Of course, when future generations delve into their family archives, they will have a lot more to find. Our children’s children’s children might be constructing family trees using profile pictures instead of portrait photos, with a wealth of content through which to understand who their ancestors were. But having access to more information does not necessarily mean having an interest in it — in the same perverse way that the first place you look up on Google Street View is your own house, we are often far more consumed by (and concerned about) our own lives and our own bubbles than the wider world. It may be that lives are simply more captivating when you know the person living them.

Thinking about all of this — about creating something bigger, about looking back, about looking forward — and thinking about the way that what I’ve written for this column so far has been some kind of self-centred investigation into who I am and why, I’ve decided on a project for this term. Over the vac, I interviewed my two grandmothers and my mother, asking them about their upbringings; their families; their careers; their mental health; their children. We talked about childhood and motherhood and personhood. We talked about what we absorb from those around us, and what we pass on. We talked about who we are and why.

I ended up with over 8,000 words of content, which I cannot just give to you. I wish I could because I do genuinely believe that every word of it is worth a huge amount, and that the overall comprehension that you can achieve from these conversations is really quite something. But I can’t. Nonetheless, over the next few weeks, I plan on presenting three  remarkable people: my mother Deborah, and my grandmothers Jill and Christine.

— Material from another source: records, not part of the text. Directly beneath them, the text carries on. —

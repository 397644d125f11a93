//! Per-race building display names.
//!
//! Presentation asks for names with raw strings, so this lookup stays at the
//! string level: race is matched case-insensitively against the dispatch
//! table, and an unknown race or unknown category returns the category key
//! unchanged. This function never fails.

use regna_types::Race;

use crate::races;

/// Display name for a building category under a race's naming scheme.
///
/// Categories are the fixed six: `income`, `peasant`, `troop`, `buildrate`,
/// `magic`, `fortress` (matched case-insensitively). Unknown race or unknown
/// category falls back to the category key unchanged.
pub fn building_display_name(race: &str, category: &str) -> String {
    let Some(known_race) = Race::parse(race) else {
        return category.to_owned();
    };
    let names = &races::traits(known_race).building_names;

    let name = if category.eq_ignore_ascii_case("income") {
        names.income
    } else if category.eq_ignore_ascii_case("peasant") {
        names.peasant
    } else if category.eq_ignore_ascii_case("troop") {
        names.troop
    } else if category.eq_ignore_ascii_case("buildrate") {
        names.buildrate
    } else if category.eq_ignore_ascii_case("magic") {
        names.magic
    } else if category.eq_ignore_ascii_case("fortress") {
        names.fortress
    } else {
        return category.to_owned();
    };

    name.to_owned()
}
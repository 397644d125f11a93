//! The cast-spell handler.
//!
//! A cast pays the spell's elan price; the resulting balance is clamped into
//! `[0, max_elan]`. A kingdom casting with fewer temples than the spell's
//! required support still resolves the spell but suffers backlash: temples
//! collapse, extra elan burns off, and the recovery turns are reported in
//! the payload for the host's turn bank.

use regna_types::{
    ActionOutcome, ActionType, BuildingKind, Caller, CastSpellRequest, KingdomPatch,
    NewSpellEffect, ResourceKind, ResourcesPatch,
};
use serde_json::json;

use regna_formulas::{backlash, elan_after_cast, max_elan, spell_cost};

use crate::error::EngineError;
use crate::store::{KingdomStore, SpellEffectStore, StoreError, TerritoryStore};
use crate::validation;

use super::{MAX_COMMIT_ATTEMPTS, load_kingdom, outcome_from_error, retries_exhausted};

/// Cast a spell for a kingdom.
pub async fn cast_spell<S>(store: &S, caller: &Caller, request: &CastSpellRequest) -> ActionOutcome
where
    S: KingdomStore + TerritoryStore + SpellEffectStore,
{
    match resolve(store, caller, request).await {
        Ok(payload) => ActionOutcome::ok(payload),
        Err(error) => outcome_from_error(ActionType::CastSpell, request.kingdom_id, &error),
    }
}

async fn resolve<S>(
    store: &S,
    caller: &Caller,
    request: &CastSpellRequest,
) -> Result<serde_json::Value, EngineError>
where
    S: KingdomStore + TerritoryStore + SpellEffectStore,
{
    let valid = validation::validate_cast(request)?;
    let cost = spell_cost(valid.spell);

    for attempt in 0..MAX_COMMIT_ATTEMPTS {
        let kingdom = load_kingdom(store, valid.kingdom_id).await?;

        // A target territory, when named, must belong to the casting kingdom.
        if let Some(target) = valid.target_territory {
            let territories = store.list_territories(valid.kingdom_id).await?;
            if !territories.iter().any(|territory| territory.id == target) {
                return Err(EngineError::InvalidParam {
                    field: "target_territory",
                    reason: format!("territory {target} does not belong to this kingdom"),
                });
            }
        }

        // Sufficiency: the elan price. Insufficient elan is a plain
        // rejection and never triggers backlash.
        let mana = kingdom.resources.mana;
        if mana < cost.elan {
            return Err(EngineError::InsufficientResources {
                resource: ResourceKind::Mana,
                required: cost.elan,
                current: mana,
            });
        }

        let temples = kingdom.building_count(BuildingKind::Temple);
        let cap = max_elan(temples, kingdom.race);
        let mut mana_after = elan_after_cast(mana, cost.elan, cap);

        // Backlash: casting beyond the kingdom's temple support.
        let backlash_hit = if temples < cost.required_temples {
            Some(backlash(temples, kingdom.race))
        } else {
            None
        };

        let mut buildings_patch = None;
        if let Some(hit) = backlash_hit {
            let temples_after = temples.saturating_sub(hit.temples_destroyed);
            mana_after = mana_after
                .saturating_sub(hit.elan_lost)
                .min(max_elan(temples_after, kingdom.race));
            let mut buildings = kingdom.buildings.clone();
            buildings.insert(BuildingKind::Temple, temples_after);
            buildings_patch = Some(buildings);
        }

        let patch = KingdomPatch {
            resources: Some(ResourcesPatch {
                mana: Some(mana_after),
                ..ResourcesPatch::default()
            }),
            buildings: buildings_patch,
            ..KingdomPatch::default()
        };

        match store.update_kingdom(kingdom.id, kingdom.version, patch).await {
            Ok(updated) => {
                let effect = store
                    .create_spell_effect(NewSpellEffect {
                        kingdom_id: kingdom.id,
                        spell: valid.spell,
                        target_territory: valid.target_territory,
                        backlash: backlash_hit.is_some(),
                        duration_turns: cost.duration_turns,
                    })
                    .await
                    .map_err(|error| EngineError::Internal {
                        context: format!("spell effect creation failed after debit: {error}"),
                    })?;

                tracing::info!(
                    kingdom = %kingdom.id,
                    spell = valid.spell.name(),
                    backlash = backlash_hit.is_some(),
                    cast_by = %caller.subject_id,
                    "spell cast"
                );
                return Ok(json!({
                    "spell": valid.spell.name(),
                    "effect_id": effect.id,
                    "duration_turns": cost.duration_turns,
                    "elan_spent": cost.elan,
                    "elan_remaining": updated.resources.mana,
                    "backlash": backlash_hit.map(|hit| json!({
                        "temples_destroyed": hit.temples_destroyed,
                        "elan_lost": hit.elan_lost,
                        "turns_cost": hit.turns_cost,
                    })),
                }));
            }
            Err(StoreError::VersionConflict { .. }) => {
                tracing::debug!(kingdom = %kingdom.id, attempt, "cast commit conflicted, retrying");
            }
            Err(other) => return Err(other.into()),
        }
    }

    Err(retries_exhausted(ActionType::CastSpell))
}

I am not trying to construct a universal portrait of womanhood or make any massive general points about this. I don’t think that everything has to be incredibly profound and simultaneously very widely applicable in order to be interesting or useful. Actually, I think that the stories and experiences and thoughts of individuals – marketed as exactly that – are most valuable of all. I do also think, however, that there are larger social comments to be drawn from studying generations — studying patterns and cycles, what changes and what doesn’t.

When I turned 19 over the vac, I made myself a birthday resolution: to get better at listening to myself. Whilst it may seem as though that would be an intrinsically self-contained process, possibly the most effective thing in helping me move towards this resolution was listening to the women who have shaped me and feeling the power that is knowing that I am part of them and they are part of me. As well as existing as our own people, we exist as, through and in each other. I like so much more of myself when I can see where it has come from.

It feels like a natural progression to move from self-analysis and writing about aspects of my identity to exploring similar ideas as applied to the people around me, who so kindly have let me pick their brains and write them down. I’m excited to see what this amounts to, and to be able to share some of what makes me love the people I love. I hope you will enjoy reading this series as much as I have enjoyed constructing it.